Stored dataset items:
━━━━━━━━
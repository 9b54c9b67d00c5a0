//! Subcommands and their execution against a facade.

use anyhow::{Context, Result, bail};
use clap::Subcommand;
use hashcache::{CacheFacade, KeyTtl};
use serde_json::Value;

#[derive(Subcommand, Debug)]
pub enum Command {
    /// Write one field; arms the key's TTL only if the key is new
    Write {
        key: String,
        field: String,
        /// JSON value (bare words are stored as strings)
        value: String,
    },

    /// Write several fields and always set the key's TTL
    MultiWrite {
        key: String,
        /// Pairs written as field=value
        #[arg(required = true, value_name = "FIELD=VALUE")]
        pairs: Vec<String>,
        /// Expiry in minutes
        #[arg(short, long, default_value = "30")]
        expires: u64,
    },

    /// Write one field into a key that must already exist
    PutResult {
        key: String,
        field: String,
        value: String,
    },

    /// Read one field
    Get { key: String, field: String },

    /// Read every field of a key
    GetAll {
        key: String,
        /// Print stored strings instead of parsed JSON
        #[arg(long)]
        raw: bool,
    },

    /// Delete a key
    Del { key: String },

    /// Show a key's remaining lifetime
    Ttl { key: String },
}

/// Parse a CLI value as JSON, falling back to a plain string
pub fn parse_value(raw: &str) -> Value {
    serde_json::from_str(raw).unwrap_or_else(|_| Value::String(raw.to_string()))
}

fn parse_pair(pair: &str) -> Result<(String, Value)> {
    let Some((field, value)) = pair.split_once('=') else {
        bail!("expected FIELD=VALUE, got {pair:?}");
    };
    if field.is_empty() {
        bail!("empty field name in {pair:?}");
    }
    Ok((field.to_string(), parse_value(value)))
}

fn describe_ttl(ttl: KeyTtl) -> String {
    match ttl {
        KeyTtl::Missing => "key does not exist".to_string(),
        KeyTtl::Persistent => "no expiry".to_string(),
        KeyTtl::Expires(d) => format!("{}s", d.as_secs()),
    }
}

impl Command {
    /// Whether the command only makes sense against data written earlier
    pub fn reads_existing_data(&self) -> bool {
        !matches!(self, Self::Write { .. } | Self::MultiWrite { .. })
    }

    /// Run the command, returning what to print
    pub async fn execute(self, cache: &CacheFacade) -> Result<String> {
        match self {
            Self::Write { key, field, value } => {
                let report = cache
                    .cache_write(&key, &field, &parse_value(&value))
                    .await
                    .with_context(|| format!("write {key}.{field}"))?;
                Ok(match report.expiry_set {
                    Some(ttl) => format!("OK (new key, expires in {}s)", ttl.as_secs()),
                    None => "OK".to_string(),
                })
            }

            Self::MultiWrite {
                key,
                pairs,
                expires,
            } => {
                let fields = pairs
                    .iter()
                    .map(String::as_str)
                    .map(parse_pair)
                    .collect::<Result<Vec<_>>>()?;
                let report = cache
                    .cache_multi_write(&key, fields, expires)
                    .await
                    .with_context(|| format!("multi-write {key}"))?;
                Ok(format!("OK ({} fields)", report.fields_written))
            }

            Self::PutResult { key, field, value } => {
                cache
                    .cache_esb_result(&key, &field, &parse_value(&value))
                    .await
                    .with_context(|| format!("put-result {key}.{field}"))?;
                Ok("OK".to_string())
            }

            Self::Get { key, field } => {
                let value: Value = cache.fetch_esb_result(&key, &field).await?;
                Ok(serde_json::to_string_pretty(&value)?)
            }

            Self::GetAll { key, raw } => {
                if raw {
                    let fields = cache.fetch_objects(&key).await?;
                    Ok(serde_json::to_string_pretty(&fields)?)
                } else {
                    let fields = cache.fetch_objects_json(&key).await?;
                    Ok(serde_json::to_string_pretty(&fields)?)
                }
            }

            Self::Del { key } => {
                let removed = cache.delete_key(&key).await?;
                Ok(format!("{removed}"))
            }

            Self::Ttl { key } => Ok(describe_ttl(cache.ttl(&key).await?)),
        }
    }
}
━━━━━━━━
▶ [Activity]: Give the data again, unchanged in every line.

▶ [Output for this exercise]:
repository 9b54c9b67d00c5a0
//! Subcommands and their execution against a facade.

use anyhow::{Context, Result, bail};
use clap::Subcommand;
use hashcache::{CacheFacade, KeyTtl};
use serde_json::Value;

#[derive(Subcommand, Debug)]
pub enum Command {
    /// Write one field; arms the key's TTL only if the key is new
    Write {
        key: String,
        field: String,
        /// JSON value (bare words are stored as strings)
        value: String,
    },

    /// Write several fields and always set the key's TTL
    MultiWrite {
        key: String,
        /// Pairs written as field=value
        #[arg(required = true, value_name = "FIELD=VALUE")]
        pairs: Vec<String>,
        /// Expiry in minutes
        #[arg(short, long, default_value = "30")]
        expires: u64,
    },

    /// Write one field into a key that must already exist
    PutResult {
        key: String,
        field: String,
        value: String,
    },

    /// Read one field
    Get { key: String, field: String },

    /// Read every field of a key
    GetAll {
        key: String,
        /// Print stored strings instead of parsed JSON
        #[arg(long)]
        raw: bool,
    },

    /// Delete a key
    Del { key: String },

    /// Show a key's remaining lifetime
    Ttl { key: String },
}

/// Parse a CLI value as JSON, falling back to a plain string
pub fn parse_value(raw: &str) -> Value {
    serde_json::from_str(raw).unwrap_or_else(|_| Value::String(raw.to_string()))
}

fn parse_pair(pair: &str) -> Result<(String, Value)> {
    let Some((field, value)) = pair.split_once('=') else {
        bail!("expected FIELD=VALUE, got {pair:?}");
    };
    if field.is_empty() {
        bail!("empty field name in {pair:?}");
    }
    Ok((field.to_string(), parse_value(value)))
}

fn describe_ttl(ttl: KeyTtl) -> String {
    match ttl {
        KeyTtl::Missing => "key does not exist".to_string(),
        KeyTtl::Persistent => "no expiry".to_string(),
        KeyTtl::Expires(d) => format!("{}s", d.as_secs()),
    }
}

impl Command {
    /// Whether the command only makes sense against data written earlier
    pub fn reads_existing_data(&self) -> bool {
        !matches!(self, Self::Write { .. } | Self::MultiWrite { .. })
    }

    /// Run the command, returning what to print
    pub async fn execute(self, cache: &CacheFacade) -> Result<String> {
        match self {
            Self::Write { key, field, value } => {
                let report = cache
                    .cache_write(&key, &field, &parse_value(&value))
                    .await
                    .with_context(|| format!("write {key}.{field}"))?;
                Ok(match report.expiry_set {
                    Some(ttl) => format!("OK (new key, expires in {}s)", ttl.as_secs()),
                    None => "OK".to_string(),
                })
            }

            Self::MultiWrite {
                key,
                pairs,
                expires,
            } => {
                let fields = pairs
                    .iter()
                    .map(String::as_str)
                    .map(parse_pair)
                    .collect::<Result<Vec<_>>>()?;
                let report = cache
                    .cache_multi_write(&key, fields, expires)
                    .await
                    .with_context(|| format!("multi-write {key}"))?;
                Ok(format!("OK ({} fields)", report.fields_written))
            }

            Self::PutResult { key, field, value } => {
                cache
                    .cache_esb_result(&key, &field, &parse_value(&value))
                    .await
                    .with_context(|| format!("put-result {key}.{field}"))?;
                Ok("OK".to_string())
            }

            Self::Get { key, field } => {
                let value: Value = cache.fetch_esb_result(&key, &field).await?;
                Ok(serde_json::to_string_pretty(&value)?)
            }

            Self::GetAll { key, raw } => {
                if raw {
                    let fields = cache.fetch_objects(&key).await?;
                    Ok(serde_json::to_string_pretty(&fields)?)
                } else {
                    let fields = cache.fetch_objects_json(&key).await?;
                    Ok(serde_json::to_string_pretty(&fields)?)
                }
            }

            Self::Del { key } => {
                let removed = cache.delete_key(&key).await?;
                Ok(format!("{removed}"))
            }

            Self::Ttl { key } => Ok(describe_ttl(cache.ttl(&key).await?)),
        }
    }
}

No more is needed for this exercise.